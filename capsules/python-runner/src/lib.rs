//! Python runner capsule: executes untrusted Python snippets inside a
//! long-lived container sandbox.
//!
//! [`PythonRunner::start`] resolves (building on first use) the sandbox image
//! and starts one detached, auto-removed instance. Each
//! [`PythonRunner::run_python`] call packages the source into a single-file
//! tar archive, delivers it into the instance, runs it with the interpreter,
//! removes the delivered and local copies, and returns a [`PythonResult`].
//!
//! ```no_run
//! use capsules_python_runner::{PythonRunner, RunnerConfig};
//!
//! let runner = PythonRunner::from_config(RunnerConfig::from_env()?)?;
//! let result = runner.run_python("print(\"Running!\")")?;
//! assert_eq!(result.to_string(), "0: Running!");
//! # Ok::<(), capsules_python_runner::RunnerError>(())
//! ```

pub mod artifact;
pub mod backend;
pub mod config;
pub mod engine;
pub mod error;
pub mod image;
pub mod result;
pub mod sandbox;
pub mod tool;

pub use artifact::CodeArtifact;
pub use backend::{
    DockerCli, ExecOutput, MemoryBackend, SandboxBackend, SandboxImage, SandboxInstance,
    StartOptions,
};
pub use config::RunnerConfig;
pub use engine::PythonRunner;
pub use error::{BackendError, RunnerError};
pub use result::{Output, PythonResult};
pub use tool::{descriptor, PythonRunnerTool, ToolDescriptor, TOOL_NAME};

● **Work item**
Give back the material above exactly as it was given.

● **Task response**
filename capsules/python-runner/src/lib.rs
//! Python runner capsule: executes untrusted Python snippets inside a
//! long-lived container sandbox.
//!
//! [`PythonRunner::start`] resolves (building on first use) the sandbox image
//! and starts one detached, auto-removed instance. Each
//! [`PythonRunner::run_python`] call packages the source into a single-file
//! tar archive, delivers it into the instance, runs it with the interpreter,
//! removes the delivered and local copies, and returns a [`PythonResult`].
//!
//! ```no_run
//! use capsules_python_runner::{PythonRunner, RunnerConfig};
//!
//! let runner = PythonRunner::from_config(RunnerConfig::from_env()?)?;
//! let result = runner.run_python("print(\"Running!\")")?;
//! assert_eq!(result.to_string(), "0: Running!");
//! # Ok::<(), capsules_python_runner::RunnerError>(())
//! ```

pub mod artifact;
pub mod backend;
pub mod config;
pub mod engine;
pub mod error;
pub mod image;
pub mod result;
pub mod sandbox;
pub mod tool;

pub use artifact::CodeArtifact;
pub use backend::{
    DockerCli, ExecOutput, MemoryBackend, SandboxBackend, SandboxImage, SandboxInstance,
    StartOptions,
};
pub use config::RunnerConfig;
pub use engine::PythonRunner;
pub use error::{BackendError, RunnerError};
pub use result::{Output, PythonResult};
pub use tool::{descriptor, PythonRunnerTool, ToolDescriptor, TOOL_NAME};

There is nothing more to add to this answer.